> **WHAT TO PRODUCE**:
Look through the data below and return each line where "change" appears.

> **SOURCE INFORMATION**:
++++++++
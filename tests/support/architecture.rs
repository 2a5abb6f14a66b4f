//! Source scanning for the layering contract.
//!
//! The tree under `src/` is read once into memory; each query filters it by
//! path prefix and reports matches with their location.

use std::fs;
use std::path::{Path, PathBuf};

/// One offending source line.
#[derive(Debug, Clone, PartialEq, Eq)]
pub struct Hit {
    pub path: String,
    pub line: usize,
    pub text: String,
}

/// Every `.rs` file under `src/`, keyed by crate-relative path.
pub struct SourceTree {
    files: Vec<(String, String)>,
}

impl SourceTree {
    pub fn load() -> Self {
        let root = PathBuf::from(env!("CARGO_MANIFEST_DIR"));
        let mut paths = Vec::new();
        walk(&root.join("src"), &mut paths);
        paths.sort();

        let files = paths
            .into_iter()
            .map(|path| {
                let contents = fs::read_to_string(&path)
                    .unwrap_or_else(|e| panic!("failed to read {}: {e}", path.display()));
                let relative = path
                    .strip_prefix(&root)
                    .unwrap_or(&path)
                    .to_string_lossy()
                    .replace('\\', "/");
                (relative, contents)
            })
            .collect();
        Self { files }
    }

    pub fn has_file(&self, relative: &str) -> bool {
        self.files.iter().any(|(path, _)| path == relative)
    }

    /// Lines under `prefix` containing any of `patterns`.
    pub fn lines_matching(&self, prefix: &str, patterns: &[&str]) -> Vec<Hit> {
        self.scan(prefix, |_, line| patterns.iter().any(|p| line.contains(p)))
    }

    /// Lines in `mod.rs` files that do more than declare or re-export modules.
    pub fn non_export_mod_lines(&self) -> Vec<Hit> {
        self.scan("src", |path, line| {
            if !path.ends_with("/mod.rs") {
                return false;
            }
            let line = line.trim();
            !(line.is_empty()
                || line.starts_with("//")
                || line.starts_with("pub mod ")
                || line.starts_with("mod ")
                || line.starts_with("pub use ")
                || line.starts_with("#[cfg"))
        })
    }

    fn scan(&self, prefix: &str, offends: impl Fn(&str, &str) -> bool) -> Vec<Hit> {
        self.files
            .iter()
            .filter(|(path, _)| path.starts_with(prefix))
            .flat_map(|(path, contents)| {
                contents
                    .lines()
                    .enumerate()
                    .filter(|(_, line)| offends(path, line))
                    .map(|(idx, line)| Hit {
                        path: path.clone(),
                        line: idx + 1,
                        text: line.to_string(),
                    })
                    .collect::<Vec<_>>()
            })
            .collect()
    }
}

fn walk(dir: &Path, out: &mut Vec<PathBuf>) {
    let entries =
        fs::read_dir(dir).unwrap_or_else(|e| panic!("failed to read dir {}: {e}", dir.display()));
    for entry in entries {
        let path = entry
            .unwrap_or_else(|e| panic!("failed to read dir entry: {e}"))
            .path();
        if path.is_dir() {
            walk(&path, out);
        } else if path.extension().is_some_and(|ext| ext == "rs") {
            out.push(path);
        }
    }
}
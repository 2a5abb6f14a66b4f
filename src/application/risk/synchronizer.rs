//! Risk synchronizer.

use std::sync::Arc;

use tracing::{debug, info, warn};

use crate::domain::{ContractCall, Market, Materiality, RiskSnapshot, TxReceipt};
use crate::error::{KeeperError, Result};
use crate::port::{PositionLedger, RiskCache, TransactionSubmitter};

/// Result of one synchronization.
#[derive(Debug, Clone, PartialEq, Eq)]
pub struct SyncOutcome {
    /// Value read from the cache before the sync.
    pub cached: RiskSnapshot,
    /// Value recomputed from the active set.
    pub computed: RiskSnapshot,
    /// Whether the write was forced past the materiality test.
    pub forced: bool,
    /// Receipt of the cache write, if one was made.
    pub receipt: Option<TxReceipt>,
}

impl SyncOutcome {
    /// True when the cache was written.
    #[must_use]
    pub const fn updated(&self) -> bool {
        self.receipt.is_some()
    }
}

/// Recomputes a market's aggregate risk and writes it when it matters.
pub struct RiskSynchronizer {
    ledger: Arc<dyn PositionLedger>,
    cache: Arc<dyn RiskCache>,
    submitter: Arc<dyn TransactionSubmitter>,
    materiality: Materiality,
}

impl RiskSynchronizer {
    /// Create a synchronizer using `materiality` to gate writes.
    pub fn new(
        ledger: Arc<dyn PositionLedger>,
        cache: Arc<dyn RiskCache>,
        submitter: Arc<dyn TransactionSubmitter>,
        materiality: Materiality,
    ) -> Self {
        Self {
            ledger,
            cache,
            submitter,
            materiality,
        }
    }

    /// Materiality rule in effect.
    #[must_use]
    pub const fn materiality(&self) -> Materiality {
        self.materiality
    }

    /// Synchronize one market's cached risk.
    ///
    /// Reads the cache, recomputes from the active set and writes only when
    /// the change is material or `forced` is set.
    ///
    /// # Errors
    ///
    /// Fails fast with `CollaboratorNotDeployed` when the option token or risk
    /// cache is missing. Read errors and a failed cache write propagate.
    pub async fn sync(&self, market: &Market, forced: bool) -> Result<SyncOutcome> {
        market.option_token()?;
        let collection = market.collection();

        let cached = self.cache.asset_risk(collection).await?;
        let computed = self.compute(market).await?;

        if !forced && !self.materiality.is_material(&cached, &computed) {
            debug!(
                market = %market.name(),
                cached = %cached,
                computed = %computed,
                "Risk change below materiality, skipping write"
            );
            return Ok(SyncOutcome {
                cached,
                computed,
                forced,
                receipt: None,
            });
        }

        let receipt = self
            .submitter
            .submit(&ContractCall::UpdateCollectionRisk {
                collection,
                snapshot: computed,
            })
            .await?;

        info!(
            market = %market.name(),
            cached = %cached,
            computed = %computed,
            forced,
            gas_used = receipt.gas_used,
            "Risk cache updated"
        );

        Ok(SyncOutcome {
            cached,
            computed,
            forced,
            receipt: Some(receipt),
        })
    }

    /// Recompute `{PNL, delta}` from the market's currently active positions.
    ///
    /// # Errors
    ///
    /// Returns `ZeroNotional` when positions are active but the option token
    /// reports no supply, and propagates read errors.
    pub async fn compute(&self, market: &Market) -> Result<RiskSnapshot> {
        let option_token = market.option_token()?;
        let collection = market.collection();

        let active = self.ledger.active_positions(collection).await?;
        if active.is_empty() {
            return Ok(RiskSnapshot::ZERO);
        }

        let (pnl, weighted_delta) = self
            .ledger
            .sum_pnl_weighted_delta(collection, &active)
            .await?;
        let supply = self.ledger.option_supply(option_token).await?;
        if supply.is_zero() {
            return Err(KeeperError::ZeroNotional {
                market: market.name().clone(),
            }
            .into());
        }

        Ok(RiskSnapshot::from_aggregate(pnl, weighted_delta, supply)?)
    }

    /// Unconditionally write a zero snapshot. Administrative recovery only.
    ///
    /// # Errors
    ///
    /// Propagates the write failure.
    pub async fn reset(&self, market: &Market) -> Result<TxReceipt> {
        warn!(market = %market.name(), "Resetting cached risk to zero");
        let receipt = self
            .submitter
            .submit(&ContractCall::UpdateCollectionRisk {
                collection: market.collection(),
                snapshot: RiskSnapshot::ZERO,
            })
            .await?;
        info!(market = %market.name(), gas_used = receipt.gas_used, "Risk cache reset");
        Ok(receipt)
    }
}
++++++++
> **ANSWER BELOW**:
    /// the change is material or `forced` is set.
                "Risk change below materiality, skipping write"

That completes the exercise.